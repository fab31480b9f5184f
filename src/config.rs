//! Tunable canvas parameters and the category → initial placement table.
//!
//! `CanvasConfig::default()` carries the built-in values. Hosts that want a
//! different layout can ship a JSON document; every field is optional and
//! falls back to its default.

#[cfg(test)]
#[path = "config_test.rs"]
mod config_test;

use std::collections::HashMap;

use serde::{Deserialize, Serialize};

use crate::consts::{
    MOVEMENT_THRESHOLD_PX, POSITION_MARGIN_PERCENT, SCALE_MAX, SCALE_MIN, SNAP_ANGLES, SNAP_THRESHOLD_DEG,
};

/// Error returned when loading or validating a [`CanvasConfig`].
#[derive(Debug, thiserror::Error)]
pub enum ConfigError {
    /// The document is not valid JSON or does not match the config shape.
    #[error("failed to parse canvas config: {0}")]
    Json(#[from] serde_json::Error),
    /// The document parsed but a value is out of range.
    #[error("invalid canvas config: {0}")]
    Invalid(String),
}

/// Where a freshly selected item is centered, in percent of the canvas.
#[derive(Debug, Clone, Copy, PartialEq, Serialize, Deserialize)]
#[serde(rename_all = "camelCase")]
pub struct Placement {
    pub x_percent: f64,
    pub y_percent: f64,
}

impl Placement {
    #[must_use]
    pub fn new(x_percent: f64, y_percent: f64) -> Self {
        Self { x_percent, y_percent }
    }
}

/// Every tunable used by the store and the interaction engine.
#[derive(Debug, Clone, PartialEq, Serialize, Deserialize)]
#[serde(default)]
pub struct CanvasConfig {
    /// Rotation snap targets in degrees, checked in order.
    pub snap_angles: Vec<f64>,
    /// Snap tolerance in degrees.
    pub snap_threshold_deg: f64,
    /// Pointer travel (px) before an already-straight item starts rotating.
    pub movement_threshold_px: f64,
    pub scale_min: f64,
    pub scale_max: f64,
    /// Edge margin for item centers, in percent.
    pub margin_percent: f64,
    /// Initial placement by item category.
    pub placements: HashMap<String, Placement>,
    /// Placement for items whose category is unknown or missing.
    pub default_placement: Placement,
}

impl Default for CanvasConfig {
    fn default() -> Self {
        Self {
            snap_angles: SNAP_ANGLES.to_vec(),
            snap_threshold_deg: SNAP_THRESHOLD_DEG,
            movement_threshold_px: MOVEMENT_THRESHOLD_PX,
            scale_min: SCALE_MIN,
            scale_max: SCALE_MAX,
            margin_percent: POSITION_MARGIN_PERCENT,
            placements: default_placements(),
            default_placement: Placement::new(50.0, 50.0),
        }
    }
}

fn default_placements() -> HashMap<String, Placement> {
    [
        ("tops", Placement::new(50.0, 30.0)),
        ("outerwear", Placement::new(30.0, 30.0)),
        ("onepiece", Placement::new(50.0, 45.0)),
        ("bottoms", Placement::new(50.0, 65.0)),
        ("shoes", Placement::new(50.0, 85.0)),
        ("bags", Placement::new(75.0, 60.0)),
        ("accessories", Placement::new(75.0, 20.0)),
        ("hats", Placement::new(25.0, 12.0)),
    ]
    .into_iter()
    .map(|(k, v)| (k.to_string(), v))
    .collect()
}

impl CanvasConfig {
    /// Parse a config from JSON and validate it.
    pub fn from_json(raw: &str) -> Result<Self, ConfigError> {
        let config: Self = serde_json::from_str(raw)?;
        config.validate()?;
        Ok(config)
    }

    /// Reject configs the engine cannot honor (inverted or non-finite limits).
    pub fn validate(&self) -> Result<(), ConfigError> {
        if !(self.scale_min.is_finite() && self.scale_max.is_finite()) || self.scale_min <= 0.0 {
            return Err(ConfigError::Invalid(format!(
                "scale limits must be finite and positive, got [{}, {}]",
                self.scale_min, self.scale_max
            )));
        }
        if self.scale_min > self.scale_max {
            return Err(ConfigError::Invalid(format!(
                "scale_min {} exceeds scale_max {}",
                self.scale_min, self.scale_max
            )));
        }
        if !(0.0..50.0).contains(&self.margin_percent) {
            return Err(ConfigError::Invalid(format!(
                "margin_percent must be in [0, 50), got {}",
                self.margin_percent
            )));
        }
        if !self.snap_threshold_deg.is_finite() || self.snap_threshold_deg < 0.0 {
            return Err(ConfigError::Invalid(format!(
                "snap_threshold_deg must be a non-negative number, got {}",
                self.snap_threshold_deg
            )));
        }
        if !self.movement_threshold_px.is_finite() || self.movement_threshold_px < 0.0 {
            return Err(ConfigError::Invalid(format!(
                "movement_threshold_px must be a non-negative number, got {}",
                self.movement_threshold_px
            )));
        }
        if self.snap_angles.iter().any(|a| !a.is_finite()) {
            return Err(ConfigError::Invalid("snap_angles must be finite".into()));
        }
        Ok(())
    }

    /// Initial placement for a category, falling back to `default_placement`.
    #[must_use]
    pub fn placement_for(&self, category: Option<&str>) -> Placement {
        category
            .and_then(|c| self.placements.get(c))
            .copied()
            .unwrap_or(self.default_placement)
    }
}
##########
▶ **PROMPT**
Find the lines above holding the word "Clone" and show them.

▶ **RESPONSE TO THIS EXERCISE**
#[derive(Debug, Clone, Copy, PartialEq, Serialize, Deserialize)]
#[derive(Debug, Clone, PartialEq, Serialize, Deserialize)]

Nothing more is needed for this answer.